10/10
Classic Russian adaptation.
15 September 2007
In a period where Russian film making was not distinguished, their classics adaptations were the peak achievements. Apparently the one film by Bolshoi dignitary Lavrov, who also plays Ivan, this Dostoievsky production makes a stagey first impression, not unlike co-director Pyryev's version of THE IDIOT, but this is a much better film.

Concepts like Lavrov's assertion, in the presence of the priests, that morality is a product of immortality or Dimitri's claim that Korkoshko has never forgiven him for proving more ethical than herself, when he refused to take advantage of her need for money, are set up in the best printed page tradition and then elaborated in a way that we are not used to seeing in film, even those drawing on their connection with serious literature. The film form does rise to demands like the gypsy singer party or the diabolical illusion but these are not the highlights. The work's strength is in putting on screen ideas and states of mind most makers would find too demanding.
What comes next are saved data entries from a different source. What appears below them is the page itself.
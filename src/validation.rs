//! Declarative field validation.
//!
//! Each request type lists its fields in declaration order together with the
//! rules that apply to them. [`validate`] walks that table and stops at the
//! first violation, reporting it as `"<field> <reason>"`.

use thiserror::Error;
use uuid::Uuid;
use validator::{ValidateEmail, ValidateUrl};

use crate::error::AppError;

/// A single constraint on a field value
#[derive(Debug, Clone, Copy, PartialEq, Eq)]
pub enum Rule {
    /// Non-empty string, non-zero number, non-nil id
    Required,
    /// Lower bound: character count for text, value for numbers
    Min(i64),
    /// Upper bound: character count for text, value for numbers
    Max(i64),
    Email,
    Url,
    UuidV4,
    OneOf(&'static [&'static str]),
    /// A rule the validator cannot evaluate; always reported with the generic message
    Unsupported(&'static str),
}

/// Borrowed view of a field value
#[derive(Debug, Clone, Copy)]
pub enum Value<'a> {
    Text(&'a str),
    Int(i64),
    Id(Uuid),
    /// Optional field that was not supplied; no rule applies
    Absent,
}

/// One row of a rule table
#[derive(Debug)]
pub struct Field<'a> {
    pub name: &'static str,
    pub value: Value<'a>,
    pub rules: &'static [Rule],
}

impl<'a> Field<'a> {
    pub fn text(name: &'static str, value: &'a str, rules: &'static [Rule]) -> Self {
        Self { name, value: Value::Text(value), rules }
    }

    pub fn optional_text(name: &'static str, value: Option<&'a str>, rules: &'static [Rule]) -> Self {
        Self {
            name,
            value: value.map(Value::Text).unwrap_or(Value::Absent),
            rules,
        }
    }

    pub fn int(name: &'static str, value: i64, rules: &'static [Rule]) -> Self {
        Self { name, value: Value::Int(value), rules }
    }

    pub fn optional_int(name: &'static str, value: Option<i64>, rules: &'static [Rule]) -> Self {
        Self {
            name,
            value: value.map(Value::Int).unwrap_or(Value::Absent),
            rules,
        }
    }

    pub fn id(name: &'static str, value: Uuid, rules: &'static [Rule]) -> Self {
        Self { name, value: Value::Id(value), rules }
    }
}

/// Types that expose a validation rule table
pub trait FieldRules {
    /// Fields in declaration order
    fn fields(&self) -> Vec<Field<'_>>;
}

/// First violated rule of a record
#[derive(Debug, Clone, PartialEq, Eq, Error)]
#[error("{message}")]
pub struct ValidationError {
    pub field: &'static str,
    pub message: String,
}

impl From<ValidationError> for AppError {
    fn from(e: ValidationError) -> Self {
        AppError::Validation(e.message)
    }
}

/// Validate a record against its rule table, reporting only the first failure
pub fn validate<T: FieldRules + ?Sized>(record: &T) -> Result<(), ValidationError> {
    for field in record.fields() {
        if let Value::Absent = field.value {
            continue;
        }

        for rule in field.rules {
            if let Some(message) = check(rule, &field) {
                return Err(ValidationError {
                    field: field.name,
                    message,
                });
            }
        }
    }

    Ok(())
}

enum Outcome {
    Pass,
    Fail(String),
    /// Rule does not apply to this kind of value
    Malformed,
}

fn check(rule: &Rule, field: &Field<'_>) -> Option<String> {
    let outcome = match (rule, field.value) {
        (_, Value::Absent) => Outcome::Pass,

        (Rule::Required, Value::Text(s)) => fail_if(s.is_empty(), "is required".to_string()),
        (Rule::Required, Value::Int(v)) => fail_if(v == 0, "is required".to_string()),
        (Rule::Required, Value::Id(id)) => fail_if(id.is_nil(), "is required".to_string()),

        (Rule::Min(n), Value::Text(s)) => fail_if(
            (s.chars().count() as i64) < *n,
            format!("must be greater than or equal to {}", n),
        ),
        (Rule::Min(n), Value::Int(v)) => {
            fail_if(v < *n, format!("must be greater than or equal to {}", n))
        }
        (Rule::Max(n), Value::Text(s)) => fail_if(
            (s.chars().count() as i64) > *n,
            format!("must be less than or equal to {}", n),
        ),
        (Rule::Max(n), Value::Int(v)) => {
            fail_if(v > *n, format!("must be less than or equal to {}", n))
        }

        (Rule::Email, Value::Text(s)) => {
            fail_if(!s.is_empty() && !s.validate_email(), "is an invalid email".to_string())
        }
        (Rule::Url, Value::Text(s)) => {
            fail_if(!s.is_empty() && !s.validate_url(), "is an invalid URL".to_string())
        }
        (Rule::UuidV4, Value::Text(s)) => fail_if(
            !s.is_empty() && !is_uuid_v4(s),
            "must be a valid UUIDv4".to_string(),
        ),
        (Rule::UuidV4, Value::Id(id)) => fail_if(
            !id.is_nil() && id.get_version_num() != 4,
            "must be a valid UUIDv4".to_string(),
        ),
        (Rule::OneOf(options), Value::Text(s)) => fail_if(
            !s.is_empty() && !options.iter().any(|o| *o == s),
            format!("must be one of: {}", options.join(" ")),
        ),
        (Rule::OneOf(options), Value::Int(v)) => fail_if(
            !options.iter().any(|o| *o == v.to_string()),
            format!("must be one of: {}", options.join(" ")),
        ),

        _ => Outcome::Malformed,
    };

    match outcome {
        Outcome::Pass => None,
        Outcome::Fail(reason) => Some(format!("{} {}", field.name, reason)),
        Outcome::Malformed => Some(format!("Validation error for field: {}", field.name)),
    }
}

fn fail_if(condition: bool, reason: String) -> Outcome {
    if condition {
        Outcome::Fail(reason)
    } else {
        Outcome::Pass
    }
}

/// Canonical lowercase hyphenated form only, version 4 with the RFC 4122 variant
fn is_uuid_v4(s: &str) -> bool {
    let canonical = s.len() == 36
        && s.char_indices().all(|(i, c)| match i {
            8 | 13 | 18 | 23 => c == '-',
            _ => matches!(c, '0'..='9' | 'a'..='f'),
        });
    if !canonical {
        return false;
    }

    Uuid::parse_str(s)
        .map(|id| id.get_version_num() == 4 && id.get_variant() == uuid::Variant::RFC4122)
        .unwrap_or(false)
}
//! MyBooks Server
//!
//! Personal library management REST API.

use anyhow::Context;
use sqlx::postgres::PgPoolOptions;
use std::net::SocketAddr;
use std::sync::Arc;
use tracing_subscriber::{layer::SubscriberExt, util::SubscriberInitExt};

use mybooks_server::{
    config::{AppConfig, LoggingConfig},
    create_router,
    repository::{schema, Repository},
    services::Services,
    AppState,
};

#[tokio::main]
async fn main() -> anyhow::Result<()> {
    // Load environment variables from .env file
    dotenvy::dotenv().ok();

    let config = AppConfig::load().context("Failed to load configuration")?;

    init_tracing(&config.logging);

    tracing::info!("Starting MyBooks Server v{}", env!("CARGO_PKG_VERSION"));

    let pool = PgPoolOptions::new()
        .max_connections(config.database.max_connections)
        .min_connections(config.database.min_connections)
        .connect(&config.database.url)
        .await
        .context("Failed to connect to database")?;

    tracing::info!("Connected to database");

    schema::ensure_schema(&pool)
        .await
        .context("Failed to create database schema")?;

    let addr = SocketAddr::new(
        config.server.host.parse().context("Invalid host address")?,
        config.server.port,
    );

    let services = Services::new(Repository::new(pool), &config);

    let state = AppState {
        config: Arc::new(config),
        services: Arc::new(services),
    };

    let app = create_router(state);

    tracing::info!("Server listening on http://{}", addr);

    let listener = tokio::net::TcpListener::bind(addr).await?;
    axum::serve(listener, app).await?;

    Ok(())
}

/// `RUST_LOG` wins over the configured level
fn init_tracing(logging: &LoggingConfig) {
    let filter = tracing_subscriber::EnvFilter::try_from_default_env()
        .unwrap_or_else(|_| format!("mybooks_server={},tower_http=debug", logging.level).into());

    let registry = tracing_subscriber::registry().with(filter);

    if logging.format == "json" {
        registry.with(tracing_subscriber::fmt::layer().json()).init();
    } else {
        registry.with(tracing_subscriber::fmt::layer()).init();
    }
}
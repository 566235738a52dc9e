//! Book management service

use chrono::Utc;
use uuid::Uuid;

use super::credentials::generate_id;
use crate::{
    error::AppResult,
    models::book::{Book, BookFilters, BookQuery, CreateBook, UpdateBook},
    repository::Repository,
    validation::validate,
};

#[derive(Clone)]
pub struct BooksService {
    repository: Repository,
}

impl BooksService {
    pub fn new(repository: Repository) -> Self {
        Self { repository }
    }

    pub async fn list(&self, owner: Uuid, query: BookQuery) -> AppResult<Vec<Book>> {
        let filters = BookFilters::try_from(query)?;
        self.repository.books.get_all(owner, &filters).await
    }

    pub async fn create(&self, owner: Uuid, request: CreateBook) -> AppResult<Book> {
        validate(&request)?;
        let book = request.into_book(generate_id(), owner, Utc::now());
        self.repository.books.create(&book).await
    }

    pub async fn get(&self, owner: Uuid, id: Uuid) -> AppResult<Book> {
        self.repository.books.get_by_id(owner, id).await
    }

    pub async fn update(&self, owner: Uuid, id: Uuid, request: UpdateBook) -> AppResult<Book> {
        validate(&request)?;
        self.repository.books.update(owner, id, &request).await
    }

    pub async fn delete(&self, owner: Uuid, id: Uuid) -> AppResult<()> {
        self.repository.books.delete(owner, id).await
    }

    /// Set the reading status
    pub async fn set_read(&self, owner: Uuid, id: Uuid, read: bool) -> AppResult<Book> {
        self.repository.books.set_read(owner, id, read).await
    }
}
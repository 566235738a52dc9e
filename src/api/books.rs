//! Book endpoints

use axum::{
    extract::State,
    http::StatusCode,
    Json,
};
use uuid::Uuid;

use super::{auth::MessageResponse, ApiPath, ApiQuery, AuthenticatedUser};
use crate::{
    error::AppResult,
    models::book::{Book, BookQuery, CreateBook, UpdateBook},
};

/// List the caller's books
#[utoipa::path(
    get,
    path = "/books",
    tag = "books",
    security(("cookie_auth" = []), ("bearer_auth" = [])),
    params(BookQuery),
    responses(
        (status = 200, description = "Books, newest first", body = Vec<Book>),
        (status = 400, description = "Invalid filter", body = crate::error::ErrorResponse)
    )
)]
pub async fn list_books(
    State(state): State<crate::AppState>,
    AuthenticatedUser(user): AuthenticatedUser,
    ApiQuery(query): ApiQuery<BookQuery>,
) -> AppResult<Json<Vec<Book>>> {
    let books = state.services.books.list(user.id, query).await?;
    Ok(Json(books))
}

/// Add a book
#[utoipa::path(
    post,
    path = "/books",
    tag = "books",
    security(("cookie_auth" = []), ("bearer_auth" = [])),
    request_body = CreateBook,
    responses(
        (status = 201, description = "Book created", body = Book),
        (status = 422, description = "Invalid payload", body = crate::error::ErrorResponse)
    )
)]
pub async fn create_book(
    State(state): State<crate::AppState>,
    AuthenticatedUser(user): AuthenticatedUser,
    Json(request): Json<CreateBook>,
) -> AppResult<(StatusCode, Json<Book>)> {
    let book = state.services.books.create(user.id, request).await?;
    Ok((StatusCode::CREATED, Json(book)))
}

#[utoipa::path(
    get,
    path = "/books/{bookId}",
    tag = "books",
    security(("cookie_auth" = []), ("bearer_auth" = [])),
    params(("bookId" = Uuid, Path, description = "Book ID")),
    responses(
        (status = 200, description = "Book details", body = Book),
        (status = 404, description = "Book not found", body = crate::error::ErrorResponse)
    )
)]
pub async fn get_book(
    State(state): State<crate::AppState>,
    AuthenticatedUser(user): AuthenticatedUser,
    ApiPath(id): ApiPath<Uuid>,
) -> AppResult<Json<Book>> {
    let book = state.services.books.get(user.id, id).await?;
    Ok(Json(book))
}

/// Update the supplied fields of a book
#[utoipa::path(
    put,
    path = "/books/{bookId}",
    tag = "books",
    security(("cookie_auth" = []), ("bearer_auth" = [])),
    params(("bookId" = Uuid, Path, description = "Book ID")),
    request_body = UpdateBook,
    responses(
        (status = 200, description = "Book updated", body = Book),
        (status = 404, description = "Book not found", body = crate::error::ErrorResponse),
        (status = 422, description = "Invalid payload", body = crate::error::ErrorResponse)
    )
)]
pub async fn update_book(
    State(state): State<crate::AppState>,
    AuthenticatedUser(user): AuthenticatedUser,
    ApiPath(id): ApiPath<Uuid>,
    Json(request): Json<UpdateBook>,
) -> AppResult<Json<Book>> {
    let book = state.services.books.update(user.id, id, request).await?;
    Ok(Json(book))
}

/// Delete a book, its library memberships and its loans
#[utoipa::path(
    delete,
    path = "/books/{bookId}",
    tag = "books",
    security(("cookie_auth" = []), ("bearer_auth" = [])),
    params(("bookId" = Uuid, Path, description = "Book ID")),
    responses(
        (status = 200, description = "Book deleted", body = MessageResponse),
        (status = 404, description = "Book not found", body = crate::error::ErrorResponse)
    )
)]
pub async fn delete_book(
    State(state): State<crate::AppState>,
    AuthenticatedUser(user): AuthenticatedUser,
    ApiPath(id): ApiPath<Uuid>,
) -> AppResult<Json<MessageResponse>> {
    state.services.books.delete(user.id, id).await?;
    Ok(MessageResponse::new("Book deleted successfully"))
}

/// Mark a book as read
#[utoipa::path(
    put,
    path = "/books/{bookId}/read",
    tag = "books",
    security(("cookie_auth" = []), ("bearer_auth" = [])),
    params(("bookId" = Uuid, Path, description = "Book ID")),
    responses(
        (status = 200, description = "Book marked read", body = Book),
        (status = 404, description = "Book not found", body = crate::error::ErrorResponse)
    )
)]
pub async fn mark_read(
    State(state): State<crate::AppState>,
    AuthenticatedUser(user): AuthenticatedUser,
    ApiPath(id): ApiPath<Uuid>,
) -> AppResult<Json<Book>> {
    let book = state.services.books.set_read(user.id, id, true).await?;
    Ok(Json(book))
}

/// Mark a book as unread
#[utoipa::path(
    delete,
    path = "/books/{bookId}/read",
    tag = "books",
    security(("cookie_auth" = []), ("bearer_auth" = [])),
    params(("bookId" = Uuid, Path, description = "Book ID")),
    responses(
        (status = 200, description = "Book marked unread", body = Book),
        (status = 404, description = "Book not found", body = crate::error::ErrorResponse)
    )
)]
pub async fn mark_unread(
    State(state): State<crate::AppState>,
    AuthenticatedUser(user): AuthenticatedUser,
    ApiPath(id): ApiPath<Uuid>,
) -> AppResult<Json<Book>> {
    let book = state.services.books.set_read(user.id, id, false).await?;
    Ok(Json(book))
}
//! Password hashing and random identifiers

use argon2::{
    password_hash::{rand_core::OsRng, PasswordHash, PasswordHasher, PasswordVerifier, SaltString},
    Argon2,
};
use rand::RngCore;
use uuid::Uuid;

use crate::error::{AppError, AppResult};

/// Length in bytes of password reset tokens before hex encoding
pub const SECURE_TOKEN_BYTES: usize = 32;

/// Hash a password using Argon2
pub fn hash_password(password: &str) -> AppResult<String> {
    let salt = SaltString::generate(&mut OsRng);
    let hash = Argon2::default()
        .hash_password(password.as_bytes(), &salt)
        .map_err(|e| AppError::Internal(format!("Failed to hash password: {}", e)))?;
    Ok(hash.to_string())
}

/// Check a password against a stored hash
pub fn verify_password(password: &str, hash: &str) -> AppResult<bool> {
    let parsed_hash = PasswordHash::new(hash)
        .map_err(|_| AppError::Internal("Invalid password hash".to_string()))?;
    Ok(Argon2::default()
        .verify_password(password.as_bytes(), &parsed_hash)
        .is_ok())
}

/// New random (v4) entity id
pub fn generate_id() -> Uuid {
    Uuid::new_v4()
}

/// 32 random bytes from the OS generator, hex encoded
pub fn generate_secure_token() -> String {
    let mut bytes = [0u8; SECURE_TOKEN_BYTES];
    rand::rngs::OsRng.fill_bytes(&mut bytes);
    hex::encode(bytes)
}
Not blessed with subtlety and in fuzzy Sov Colour, visual trimmings are minimal - ducks splashing in a pond, singing monks, a windmill distant in the fog. The weight of the piece is carried by the distinctive cast performing the Dostoievski text full blast.

Respectable versions like the Fritz Kortner or Yul Bryner films, that try to compress the piece into normal feature length, are obliterated in any comparison.